La Palais Longchamp
No other monument better expresses the ebullience of 19th-century Marseille – along with Chicago, the fastest growing city in the world for right now than This grandiose complex inaugurated in 1869. A massive neoclassical-style, horseshoe shaped colonnade with a triumphal arch at his center. In fact it is the greatest expression of Marseille 19th-century golden age.. ” what is essentially a water tower is embellished in palatial second empire style. Fountains, columns and animal sculptures evoke abundance and fertility. The central gallery is flanked by two ornate wings, home to the fine arts and natural history museums. Lush gardens stretch behind.( Open 10am -5pm Tuesday-Sunday).

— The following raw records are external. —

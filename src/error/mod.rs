mod app_error;
mod constraint_parser;
mod database_converter;

pub use app_error::{AppError, AppResult, ValidationFieldError};
pub use constraint_parser::ConstraintParser;
pub use database_converter::DatabaseErrorConverter;
//! Command line and environment configuration.

use std::path::PathBuf;

use anyhow::{Context, Result};
use clap::Parser;
use url::Url;

use crate::auth::TogglePolicy;

/// Backend origin used when `CRYPTODESK_API_URL` is not set.
pub const DEFAULT_API_URL: &str = "https://musical-space-waffle-7vvvvq9xjjqg2wr9w-8000.app.github.dev/";

pub const DEFAULT_LOG_FILTER: &str = "cryptodesk=info";

#[derive(Debug, Clone, Parser)]
#[command(
    name = "cryptodesk",
    version,
    about = "Terminal client for the CryptoDesk task API"
)]
pub struct Config {
    /// Base URL of the CryptoDesk backend.
    #[arg(long, env = "CRYPTODESK_API_URL", default_value = DEFAULT_API_URL)]
    pub api_url: Url,

    /// Directory for the session file and log (default: ~/.config/cryptodesk).
    #[arg(long, env = "CRYPTODESK_HOME")]
    pub home: Option<PathBuf>,

    /// Clear email and password when switching between login and register.
    #[arg(long, env = "CRYPTODESK_CLEAR_ON_TOGGLE")]
    pub clear_on_toggle: bool,

    /// Log filter directives, written to <home>/cryptodesk.log.
    #[arg(long = "log", env = "CRYPTODESK_LOG", default_value = DEFAULT_LOG_FILTER)]
    pub log_filter: String,
}

impl Config {
    pub fn home_dir(&self) -> Result<PathBuf> {
        if let Some(home) = &self.home {
            return Ok(home.clone());
        }
        dirs::home_dir()
            .map(|home| home.join(".config").join("cryptodesk"))
            .context("Could not determine home directory, pass --home")
    }

    pub fn toggle_policy(&self) -> TogglePolicy {
        if self.clear_on_toggle {
            TogglePolicy::Clear
        } else {
            TogglePolicy::Preserve
        }
    }
}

This charming family owned and operated l’atelier has almost single- handedly revived faience and ceramic trompe-l’oeil centerpieces and decorative objects, a Marseille tradition that dates to the early 17th-century. If you look at the original designs you will notice that they reflect influences from Rouen, Spain, and Italy, but by 1750 the city had 15 factories and had developed a decorative style of its own, characterized by Chinese motifs, animals, landscapes and seascapes. 12 Avenue Lauzier. http://www.faiencerie-figueres.com
Where to eat? have you tried Les Mets De Provence?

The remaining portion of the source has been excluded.